ClamAV
My users are generally good at not clicking on the infected attachment when there’s a mass-mailing worm going around, but we still have to pick through dozens of these emails. To keep them from hitting the mail server to start with, we just installed Clam AntiVirus. Yes, reading Slashdot comments for articles is sometimes useful. When we looked at the MTA antivirus problem early last year, the open source solutions didn’t seem to fit well, or didn’t seem ready, but ClamAV works very well. Currently, not quite a week after the main Worm.SCO.A outbreak, we’re getting about 1 such email every minute or two.
Note that I had issues with the clamav-milter that ships with ClamAV. Things broke when the number of pre-spawned child processes were exhausted by a burst of email, or by processes that got stuck for some reason; there were progressively more clamfi_abort messages in the log. We switched over to smtp-vilter, which seems more stable, though a bit of a pain to install (the gotchas have to do with its chroot, and the creation of the necessary files/folders therein).

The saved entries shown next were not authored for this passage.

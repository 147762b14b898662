//! Binary vector-tile decoding into GeoJSON features.
//!
//! # Purpose
//! Converts protocol-buffer-encoded vector tiles from the external address/
//! road/parcel tile service into [`ember_geo::FeatureCollection`] values in
//! geographic coordinates.
//!
//! # How it fits
//! The viewport loader hands fetched payloads here; the decoder owns the
//! format quirks (the textual tile-not-found sentinel, extent-relative
//! integer coordinates, boolean property values being dropped) so the loader
//! stays format-agnostic.
//!
//! # Key invariants
//! - [`decode_tile`] never fails; malformed features are skipped and the rest
//!   of the tile is kept.
//! - Only string and number property values survive decoding. Booleans vanish
//!   silently; that matches the observed upstream behavior and is tested, not
//!   fixed.
//! - Reprojection uses the standard Web-Mercator slippy-tile inverse
//!   transform with the layer's extent (default 4096).

mod decode;
mod proto;

pub use decode::{
    DEFAULT_EXTENT, LayerGeometry, LayerMapping, TILE_NOT_FOUND_MARKER, decode_tile,
};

Products like ClamAV makes me wonder how commerical anti-virus software can stay in business, at least for MTA scanning. ClamAV is free (in terms of both beer and speech) and is updated as fast as the big companies. The main problem for ClamAV is that there’s no program to intercept Windows calls; but this is an issue for desktop use, not for the mass-mailing worms. Anyway, there’s a perceptive piece at attrition.org that talks about how those annoying and useless emails that anti-virus software send out are fundamentally spam, especially since the vendors know that the mass-mailing worms forge their From: lines.
Last observation: most of the Worm.SCO.A mail seem to be targeted at non-existent email accounts. Not just defunct accounts (that’s obvious), but also accounts that never existed. These non-existent accounts are of the form common-name@example.com, e.g., betty@example.com, john@example.com, and so on. Joel speculates that these non-existent accounts are the result of spam sitting in people’s mailboxes. When Worm.SCO.A scans the mailspool of an infected computer, it’s using the fake From: addresses generated by spammers as To: addresses for virus mailings. If this scenario is true, then spammers have made the mass-mailing worms less efficient.
Update: 864 instances where the MTA blocked a virus on 1/30/04, of which 826 were Worm.SCO.A, 35 where Worm.Gibe.F, and one each of Worm.Sober.C1, Worm.Dumaru.A and (nostalgia!) Klez.H.
Update 2: Version 0.65 had stability issues, which caused the MTA not to work very well. I can try the CVS version, or wait for 0.66. I’ll think I’ll do the latter.